A cross-sectional study on homesickness among the first year medical students of a medical college in South India

 

Sudhir B Nelson1, Vishnu G Ashok2*, Gleffi Bensher3, Getsy Benita4

 

1,2Assistant Professor, 3,4Intern, Department of Community Medicine, Sree Mookambika Institute of Medical Sciences, Kulasekaram-629161, INDIA.

Email: vishnusastha@gmail.com

 

Abstract               Background: India’s education levels are improving and an increasing number of students are leaving the comforts of their home to pursue a higher education. The transition to college can be an exciting new experience, but intense homesickness can create a difficult or even unsustainable situation. Despite various efforts, counselling centres is still not a norm in most institutes in the country. Majority of the students in a medical college are from distant places. Thus they may be susceptible to homesickness. Objective: To study the prevalence of homesickness and factors influencing it among first year medical students was undertaken in a medical college situated in south India.
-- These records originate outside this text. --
//! Keyed store, search index, and dead-letter queue.
//!
//! The workers only see these traits, so the SQLite backend used in
//! production and the in-memory backend used in tests are interchangeable.
//! All writes are upserts by [`ImageId`]; concurrent writers converge to
//! last-write-wins.
//!
//! # Operations
//!
//! | Trait | Method | Purpose |
//! |-------|--------|---------|
//! | [`RecordStore`] | [`upsert_record`](RecordStore::upsert_record) | Write an extracted record |
//! | [`RecordStore`] | [`get_record`](RecordStore::get_record) | Read a record by image id |
//! | [`SearchIndex`] | [`upsert_document`](SearchIndex::upsert_document) | Index or re-index a document |
//! | [`SearchIndex`] | [`search`](SearchIndex::search) | Full-text search |
//! | [`DeadLetterQueue`] | [`push_dead_letter`](DeadLetterQueue::push_dead_letter) | Route a failed item aside |
//!
//! Both backends also implement [`CheckpointStore`](crate::stream::CheckpointStore).

pub mod memory;
pub mod sqlite;

use async_trait::async_trait;

use crate::error::PipelineResult;
use crate::models::{DeadLetter, ExtractedRecord, ImageId, IndexDocument, SearchHit};

#[async_trait]
pub trait RecordStore: Send + Sync {
    async fn upsert_record(&self, record: &ExtractedRecord) -> PipelineResult<()>;

    async fn get_record(&self, image_id: &ImageId) -> PipelineResult<Option<ExtractedRecord>>;

    async fn count_records(&self) -> PipelineResult<u64>;
}

#[async_trait]
pub trait SearchIndex: Send + Sync {
    /// Insert or replace the document for `doc.image_id`.
    async fn upsert_document(&self, doc: &IndexDocument) -> PipelineResult<()>;

    async fn get_document(&self, image_id: &ImageId) -> PipelineResult<Option<IndexDocument>>;

    /// Full-text search over document text and field values. Every term in
    /// `query` must match; results are ordered by score, then image id.
    async fn search(&self, query: &str, limit: usize) -> PipelineResult<Vec<SearchHit>>;

    async fn count_documents(&self) -> PipelineResult<u64>;
}

#[async_trait]
pub trait DeadLetterQueue: Send + Sync {
    async fn push_dead_letter(&self, letter: &DeadLetter) -> PipelineResult<()>;

    /// Most recent first.
    async fn list_dead_letters(&self, limit: usize) -> PipelineResult<Vec<DeadLetter>>;

    async fn count_dead_letters(&self) -> PipelineResult<u64>;
}

/// Text indexed for a document: the OCR text followed by every field value.
pub fn document_body(doc: &IndexDocument) -> String {
    let mut body = doc.text.clone();
    for (name, value) in &doc.fields {
        if name == "text" {
            continue;
        }
        body.push('\n');
        body.push_str(&value.to_text());
    }
    body
}

/// Split a free-text query into lowercase alphanumeric terms.
pub fn query_terms(query: &str) -> Vec<String> {
    query
        .split(|c: char| !c.is_alphanumeric())
        .filter(|t| !t.is_empty())
        .map(|t| t.to_lowercase())
        .collect()
}

#[cfg(test)]
mod tests {
    use super::*;
    use crate::models::FieldMap;
    use chrono::Utc;

    #[test]
    fn query_terms_split_on_punctuation() {
        assert_eq!(
            query_terms("  Jane.Doe@Acme.com  CTO "),
            vec!["jane", "doe", "acme", "com", "cto"]
        );
        assert!(query_terms(" -- ").is_empty());
    }

    #[test]
    fn body_includes_field_values_once() {
        let mut fields = FieldMap::new();
        fields.insert("text".into(), "Jane Doe".into());
        fields.insert("company".into(), "Acme".into());
        let doc = IndexDocument {
            image_id: ImageId::from("img-1"),
            fields,
            text: "Jane Doe".into(),
            source_updated_at: Utc::now(),
        };
        assert_eq!(document_body(&doc), "Jane Doe\nAcme");
    }
}
//! Bounded timeouts and exponential backoff for external calls.
//!
//! Every call a worker makes to object storage, OCR, the keyed store, the
//! index, or a stream goes through [`retry`]:
//! - each attempt is bounded by the policy's call timeout (if set)
//! - transient errors (timeouts, throttling, 5xx) are retried
//! - permanent and fatal errors return immediately
//! - backoff: `base * 2^attempt`, capped at `max_delay`

use std::future::Future;
use std::time::Duration;

use crate::error::{PipelineError, PipelineResult};

#[derive(Debug, Clone, Copy, PartialEq, Eq)]
pub struct RetryPolicy {
    pub max_retries: u32,
    pub base_delay: Duration,
    pub max_delay: Duration,
    pub call_timeout: Option<Duration>,
}

impl RetryPolicy {
    pub fn new(max_retries: u32, base_delay: Duration, max_delay: Duration) -> Self {
        Self {
            max_retries,
            base_delay,
            max_delay,
            call_timeout: None,
        }
    }

    pub fn with_call_timeout(mut self, timeout: Duration) -> Self {
        self.call_timeout = Some(timeout);
        self
    }

    /// A policy that never retries. Handy in tests.
    pub fn none() -> Self {
        Self::new(0, Duration::ZERO, Duration::ZERO)
    }

    /// Delay before retry number `attempt` (0-based).
    pub fn backoff(&self, attempt: u32) -> Duration {
        let factor = 1u32.checked_shl(attempt.min(16)).unwrap_or(u32::MAX);
        self.base_delay.saturating_mul(factor).min(self.max_delay)
    }
}

/// Bound a single future by `timeout`, mapping expiry to [`PipelineError::Timeout`].
pub async fn with_timeout<T, F>(operation: &str, timeout: Duration, fut: F) -> PipelineResult<T>
where
    F: Future<Output = PipelineResult<T>>,
{
    match tokio::time::timeout(timeout, fut).await {
        Ok(result) => result,
        Err(_) => Err(PipelineError::Timeout {
            operation: operation.to_string(),
            elapsed: timeout,
        }),
    }
}

/// Run `op` under `policy`, retrying transient failures.
pub async fn retry<T, F, Fut>(policy: &RetryPolicy, operation: &str, mut op: F) -> PipelineResult<T>
where
    F: FnMut() -> Fut,
    Fut: Future<Output = PipelineResult<T>>,
{
    let mut attempt = 0u32;
    loop {
        let result = match policy.call_timeout {
            Some(timeout) => with_timeout(operation, timeout, op()).await,
            None => op().await,
        };

        match result {
            Ok(value) => return Ok(value),
            Err(e) if e.is_transient() && attempt < policy.max_retries => {
                let delay = policy.backoff(attempt);
                tracing::warn!(
                    operation,
                    attempt = attempt + 1,
                    max_retries = policy.max_retries,
                    delay_ms = delay.as_millis() as u64,
                    error = %e,
                    "transient failure, retrying"
                );
                tokio::time::sleep(delay).await;
                attempt += 1;
            }
            Err(e) => return Err(e),
        }
    }
}

#[cfg(test)]
mod tests {
    use super::*;
    use std::sync::atomic::{AtomicU32, Ordering};

    fn fast_policy(max_retries: u32) -> RetryPolicy {
        RetryPolicy::new(max_retries, Duration::from_millis(1), Duration::from_millis(4))
    }

    #[test]
    fn backoff_doubles_and_caps() {
        let policy = RetryPolicy::new(5, Duration::from_secs(1), Duration::from_secs(8));
        assert_eq!(policy.backoff(0), Duration::from_secs(1));
        assert_eq!(policy.backoff(1), Duration::from_secs(2));
        assert_eq!(policy.backoff(2), Duration::from_secs(4));
        assert_eq!(policy.backoff(3), Duration::from_secs(8));
        assert_eq!(policy.backoff(10), Duration::from_secs(8));
    }

    #[tokio::test]
    async fn retries_transient_until_success() {
        let calls = AtomicU32::new(0);
        let counter = &calls;
        let result = retry(&fast_policy(3), "flaky", move || async move {
            if counter.fetch_add(1, Ordering::SeqCst) < 2 {
                Err(PipelineError::transient("flaky", "503"))
            } else {
                Ok(42)
            }
        })
        .await;
        assert_eq!(result.unwrap(), 42);
        assert_eq!(calls.load(Ordering::SeqCst), 3);
    }

    #[tokio::test]
    async fn permanent_errors_are_not_retried() {
        let calls = AtomicU32::new(0);
        let counter = &calls;
        let result: PipelineResult<()> = retry(&fast_policy(3), "bad", move || async move {
            counter.fetch_add(1, Ordering::SeqCst);
            Err(PipelineError::permanent("bad", "not an image"))
        })
        .await;
        assert!(result.is_err());
        assert_eq!(calls.load(Ordering::SeqCst), 1);
    }

    #[tokio::test]
    async fn gives_up_after_max_retries() {
        let calls = AtomicU32::new(0);
        let counter = &calls;
        let result: PipelineResult<()> = retry(&fast_policy(2), "down", move || async move {
            counter.fetch_add(1, Ordering::SeqCst);
            Err(PipelineError::transient("down", "connection refused"))
        })
        .await;
        assert!(result.unwrap_err().is_transient());
        assert_eq!(calls.load(Ordering::SeqCst), 3);
    }

    #[tokio::test]
    async fn hung_call_is_bounded_by_call_timeout() {
        let policy = RetryPolicy::none().with_call_timeout(Duration::from_millis(20));
        let result: PipelineResult<()> = retry(&policy, "hang", || async {
            tokio::time::sleep(Duration::from_secs(60)).await;
            Ok(())
        })
        .await;
        assert!(matches!(result, Err(PipelineError::Timeout { .. })));
    }
}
Materials and Methods: A cross-sectional study was carried out among the first year MBBS students Between January- February 2017. A modified version of the Homesickness Questionnaire (HQ) initially developed by Archer et al was used to measure homesickness. 93 students residing in the hostel were included in the study. Results: In our study, age of the participants ranged from 17 to 20 years and there were 54 (58.1%) female students and 39 (41.9%) male students. Out of the 93 students 87 i.e. 93.55% were homesick. Among the students who are homesick, a majority of them, i.e. 58 students (66.66%) were moderately homesick. Higher age i.e. 19 and 20 years was significantly associated with homesickness (p-value < 0.001). Students whose family is situated more than 500 km were more likely to be homesick (p-value < 0.001). There was a weak, but significant negative correlation between homesickness and academic performance. (r = 0.335 and p-value < 0.001). Conclusion: Prevalence of Homesickness is quite high among first year medical students and it has a negative impact on Academic performance. There is urgent need for remedial measures including setting up of student counselling centres in all medical colleges.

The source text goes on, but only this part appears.